» **Exercise details**
Set down exactly the lines below between the line holding "point in time." and the line holding "state and colour.", inclusive; no other line belongs in the answer.

» **Records for the task**
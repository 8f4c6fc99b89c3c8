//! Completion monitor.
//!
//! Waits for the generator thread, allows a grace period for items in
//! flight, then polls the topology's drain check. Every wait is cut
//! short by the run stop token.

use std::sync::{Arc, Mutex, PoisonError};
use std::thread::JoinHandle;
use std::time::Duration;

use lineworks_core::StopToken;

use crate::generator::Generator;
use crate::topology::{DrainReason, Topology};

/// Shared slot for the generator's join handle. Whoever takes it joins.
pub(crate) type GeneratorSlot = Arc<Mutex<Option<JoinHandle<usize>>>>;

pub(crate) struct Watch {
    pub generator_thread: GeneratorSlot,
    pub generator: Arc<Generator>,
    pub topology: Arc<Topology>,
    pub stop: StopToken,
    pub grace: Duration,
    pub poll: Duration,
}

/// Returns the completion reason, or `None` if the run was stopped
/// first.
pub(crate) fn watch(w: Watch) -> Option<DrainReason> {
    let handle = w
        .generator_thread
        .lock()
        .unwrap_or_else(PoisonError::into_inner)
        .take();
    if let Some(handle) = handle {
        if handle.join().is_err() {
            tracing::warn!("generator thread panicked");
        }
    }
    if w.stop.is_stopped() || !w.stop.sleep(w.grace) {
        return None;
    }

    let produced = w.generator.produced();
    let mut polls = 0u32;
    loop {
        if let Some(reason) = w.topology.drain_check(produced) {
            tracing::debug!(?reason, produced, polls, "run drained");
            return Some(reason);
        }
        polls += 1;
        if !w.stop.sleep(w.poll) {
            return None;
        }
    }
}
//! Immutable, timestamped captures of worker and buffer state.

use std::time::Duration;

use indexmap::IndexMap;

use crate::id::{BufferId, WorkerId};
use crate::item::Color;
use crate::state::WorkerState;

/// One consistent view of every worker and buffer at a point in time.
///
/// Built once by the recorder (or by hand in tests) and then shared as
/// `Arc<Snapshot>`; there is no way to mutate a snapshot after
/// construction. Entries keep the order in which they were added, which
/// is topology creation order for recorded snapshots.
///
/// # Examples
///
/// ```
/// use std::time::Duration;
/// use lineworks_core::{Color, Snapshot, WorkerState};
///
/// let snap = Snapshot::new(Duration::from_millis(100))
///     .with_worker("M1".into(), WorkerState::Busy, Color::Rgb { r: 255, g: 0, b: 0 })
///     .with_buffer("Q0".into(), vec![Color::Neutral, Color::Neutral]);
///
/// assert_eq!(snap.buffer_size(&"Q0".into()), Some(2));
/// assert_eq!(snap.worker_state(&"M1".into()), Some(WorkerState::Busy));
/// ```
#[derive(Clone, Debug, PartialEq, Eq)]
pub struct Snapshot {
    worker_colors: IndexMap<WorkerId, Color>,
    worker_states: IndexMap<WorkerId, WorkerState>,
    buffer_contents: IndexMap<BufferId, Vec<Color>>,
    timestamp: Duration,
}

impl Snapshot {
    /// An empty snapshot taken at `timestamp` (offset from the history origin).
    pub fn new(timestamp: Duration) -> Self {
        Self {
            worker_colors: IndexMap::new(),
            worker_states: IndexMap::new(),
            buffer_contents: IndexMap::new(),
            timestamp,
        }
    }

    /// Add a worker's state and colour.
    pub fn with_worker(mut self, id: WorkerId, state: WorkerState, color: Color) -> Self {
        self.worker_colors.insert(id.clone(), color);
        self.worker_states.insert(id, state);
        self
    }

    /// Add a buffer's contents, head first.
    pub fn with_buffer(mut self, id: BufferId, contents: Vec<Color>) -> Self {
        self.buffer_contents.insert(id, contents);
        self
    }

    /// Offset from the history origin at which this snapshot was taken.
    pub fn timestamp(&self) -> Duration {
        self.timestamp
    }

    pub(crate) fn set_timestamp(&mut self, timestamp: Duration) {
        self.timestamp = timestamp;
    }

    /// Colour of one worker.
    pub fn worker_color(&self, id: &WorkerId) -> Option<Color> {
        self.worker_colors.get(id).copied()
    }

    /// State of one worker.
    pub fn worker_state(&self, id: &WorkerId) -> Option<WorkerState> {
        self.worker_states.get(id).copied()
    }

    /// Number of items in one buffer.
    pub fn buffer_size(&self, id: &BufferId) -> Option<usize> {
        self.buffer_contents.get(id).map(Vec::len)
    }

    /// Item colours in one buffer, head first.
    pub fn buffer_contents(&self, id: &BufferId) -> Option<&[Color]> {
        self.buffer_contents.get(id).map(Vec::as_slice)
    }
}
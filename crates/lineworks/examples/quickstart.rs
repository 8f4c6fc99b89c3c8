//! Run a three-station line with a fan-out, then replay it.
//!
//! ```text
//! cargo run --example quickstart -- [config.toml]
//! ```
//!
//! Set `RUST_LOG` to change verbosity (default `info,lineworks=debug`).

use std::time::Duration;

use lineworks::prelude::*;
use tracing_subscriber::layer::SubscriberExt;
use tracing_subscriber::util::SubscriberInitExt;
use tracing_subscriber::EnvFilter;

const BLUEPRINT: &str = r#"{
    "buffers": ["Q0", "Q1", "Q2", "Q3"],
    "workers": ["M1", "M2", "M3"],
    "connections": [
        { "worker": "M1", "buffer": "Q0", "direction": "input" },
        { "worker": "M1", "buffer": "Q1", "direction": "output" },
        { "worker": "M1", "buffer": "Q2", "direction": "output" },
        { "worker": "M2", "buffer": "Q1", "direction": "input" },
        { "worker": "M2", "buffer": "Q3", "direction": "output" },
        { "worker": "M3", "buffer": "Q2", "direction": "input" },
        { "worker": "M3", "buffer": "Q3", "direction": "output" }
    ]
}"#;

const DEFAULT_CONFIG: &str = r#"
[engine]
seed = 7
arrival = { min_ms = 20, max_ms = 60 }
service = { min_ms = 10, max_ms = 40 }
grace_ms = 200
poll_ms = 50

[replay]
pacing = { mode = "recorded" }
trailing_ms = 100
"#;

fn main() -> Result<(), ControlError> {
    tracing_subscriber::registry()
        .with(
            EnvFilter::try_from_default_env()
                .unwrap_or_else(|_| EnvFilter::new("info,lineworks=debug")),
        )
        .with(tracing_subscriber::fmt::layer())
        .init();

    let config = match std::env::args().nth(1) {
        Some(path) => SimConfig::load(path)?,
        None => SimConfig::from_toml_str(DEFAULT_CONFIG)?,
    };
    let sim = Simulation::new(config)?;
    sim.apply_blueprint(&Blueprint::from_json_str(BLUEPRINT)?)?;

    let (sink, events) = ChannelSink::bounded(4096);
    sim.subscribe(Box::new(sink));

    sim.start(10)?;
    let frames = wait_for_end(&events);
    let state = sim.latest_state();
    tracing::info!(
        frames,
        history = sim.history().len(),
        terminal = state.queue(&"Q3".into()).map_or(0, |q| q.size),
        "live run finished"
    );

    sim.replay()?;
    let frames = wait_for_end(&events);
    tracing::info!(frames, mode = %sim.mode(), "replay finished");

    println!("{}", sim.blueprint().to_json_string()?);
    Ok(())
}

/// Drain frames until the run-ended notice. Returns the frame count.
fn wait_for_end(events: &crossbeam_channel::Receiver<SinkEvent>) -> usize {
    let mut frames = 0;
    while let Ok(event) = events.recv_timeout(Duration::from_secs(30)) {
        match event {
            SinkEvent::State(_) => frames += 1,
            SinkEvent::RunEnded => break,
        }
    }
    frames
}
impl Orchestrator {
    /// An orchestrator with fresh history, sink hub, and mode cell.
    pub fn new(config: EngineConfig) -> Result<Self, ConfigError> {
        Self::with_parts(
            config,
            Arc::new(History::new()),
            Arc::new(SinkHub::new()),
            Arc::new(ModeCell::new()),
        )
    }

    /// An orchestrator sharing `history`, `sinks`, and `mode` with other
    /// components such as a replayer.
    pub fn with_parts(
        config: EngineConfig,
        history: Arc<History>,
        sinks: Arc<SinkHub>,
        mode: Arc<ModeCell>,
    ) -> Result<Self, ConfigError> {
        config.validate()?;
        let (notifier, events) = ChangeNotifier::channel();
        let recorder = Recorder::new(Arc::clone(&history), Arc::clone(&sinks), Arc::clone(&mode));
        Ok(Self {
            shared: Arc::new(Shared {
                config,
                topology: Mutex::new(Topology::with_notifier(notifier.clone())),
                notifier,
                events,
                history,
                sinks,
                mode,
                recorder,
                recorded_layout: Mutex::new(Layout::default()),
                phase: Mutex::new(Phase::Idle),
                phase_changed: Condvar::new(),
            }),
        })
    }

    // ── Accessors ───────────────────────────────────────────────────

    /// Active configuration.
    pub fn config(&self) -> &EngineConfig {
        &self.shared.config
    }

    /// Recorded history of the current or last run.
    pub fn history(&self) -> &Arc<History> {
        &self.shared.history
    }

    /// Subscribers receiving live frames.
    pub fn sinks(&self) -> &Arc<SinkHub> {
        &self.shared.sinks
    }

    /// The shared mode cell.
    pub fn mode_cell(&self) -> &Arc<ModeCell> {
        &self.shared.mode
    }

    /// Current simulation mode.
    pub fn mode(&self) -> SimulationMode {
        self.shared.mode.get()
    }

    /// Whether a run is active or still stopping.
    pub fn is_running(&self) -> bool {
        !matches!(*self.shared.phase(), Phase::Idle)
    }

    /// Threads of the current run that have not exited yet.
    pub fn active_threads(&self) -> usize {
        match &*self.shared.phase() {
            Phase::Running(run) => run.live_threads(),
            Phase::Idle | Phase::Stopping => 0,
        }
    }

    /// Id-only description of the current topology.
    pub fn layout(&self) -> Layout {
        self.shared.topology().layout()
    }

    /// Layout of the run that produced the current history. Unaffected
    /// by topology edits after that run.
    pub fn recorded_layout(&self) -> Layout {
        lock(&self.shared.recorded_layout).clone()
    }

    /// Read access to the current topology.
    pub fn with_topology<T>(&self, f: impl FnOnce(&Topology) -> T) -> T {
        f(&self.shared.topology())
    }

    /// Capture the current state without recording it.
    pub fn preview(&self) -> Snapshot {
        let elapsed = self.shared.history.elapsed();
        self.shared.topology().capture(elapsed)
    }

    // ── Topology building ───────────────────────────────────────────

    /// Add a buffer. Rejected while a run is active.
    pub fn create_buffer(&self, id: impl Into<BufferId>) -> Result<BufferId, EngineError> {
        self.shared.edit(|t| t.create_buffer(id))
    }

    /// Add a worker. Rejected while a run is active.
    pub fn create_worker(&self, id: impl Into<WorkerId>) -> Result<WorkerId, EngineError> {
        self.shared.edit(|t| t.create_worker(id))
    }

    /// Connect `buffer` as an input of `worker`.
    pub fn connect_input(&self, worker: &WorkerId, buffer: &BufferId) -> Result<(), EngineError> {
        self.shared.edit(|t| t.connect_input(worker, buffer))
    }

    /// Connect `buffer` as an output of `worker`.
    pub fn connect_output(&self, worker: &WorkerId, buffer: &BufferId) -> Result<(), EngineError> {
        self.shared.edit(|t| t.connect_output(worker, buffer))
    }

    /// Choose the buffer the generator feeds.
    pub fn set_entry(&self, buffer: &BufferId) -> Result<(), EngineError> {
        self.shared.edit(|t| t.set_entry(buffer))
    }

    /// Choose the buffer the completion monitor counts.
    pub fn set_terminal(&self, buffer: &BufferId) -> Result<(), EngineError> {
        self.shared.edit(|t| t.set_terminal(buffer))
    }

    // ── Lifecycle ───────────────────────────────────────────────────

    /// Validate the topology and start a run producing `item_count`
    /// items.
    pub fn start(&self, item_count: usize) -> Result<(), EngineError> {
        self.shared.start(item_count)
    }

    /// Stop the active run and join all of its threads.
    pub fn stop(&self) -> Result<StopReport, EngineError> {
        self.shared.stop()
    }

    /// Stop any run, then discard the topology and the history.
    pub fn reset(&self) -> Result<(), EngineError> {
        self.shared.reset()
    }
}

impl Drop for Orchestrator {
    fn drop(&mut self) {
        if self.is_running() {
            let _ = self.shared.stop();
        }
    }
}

» **Your response**
/// One consistent view of every worker and buffer at a point in time.
///
/// Built once by the recorder (or by hand in tests) and then shared as
/// `Arc<Snapshot>`; there is no way to mutate a snapshot after
/// construction. Entries keep the order in which they were added, which
/// is topology creation order for recorded snapshots.
///
/// # Examples
///
/// ```
/// use std::time::Duration;
/// use lineworks_core::{Color, Snapshot, WorkerState};
///
/// let snap = Snapshot::new(Duration::from_millis(100))
///     .with_worker("M1".into(), WorkerState::Busy, Color::Rgb { r: 255, g: 0, b: 0 })
///     .with_buffer("Q0".into(), vec![Color::Neutral, Color::Neutral]);
///
/// assert_eq!(snap.buffer_size(&"Q0".into()), Some(2));
/// assert_eq!(snap.worker_state(&"M1".into()), Some(WorkerState::Busy));
/// ```
#[derive(Clone, Debug, PartialEq, Eq)]
pub struct Snapshot {
    worker_colors: IndexMap<WorkerId, Color>,
    worker_states: IndexMap<WorkerId, WorkerState>,
    buffer_contents: IndexMap<BufferId, Vec<Color>>,
    timestamp: Duration,
}

impl Snapshot {
    /// An empty snapshot taken at `timestamp` (offset from the history origin).
    pub fn new(timestamp: Duration) -> Self {
        Self {
            worker_colors: IndexMap::new(),
            worker_states: IndexMap::new(),
            buffer_contents: IndexMap::new(),
            timestamp,
        }
    }

    /// Add a worker's state and colour.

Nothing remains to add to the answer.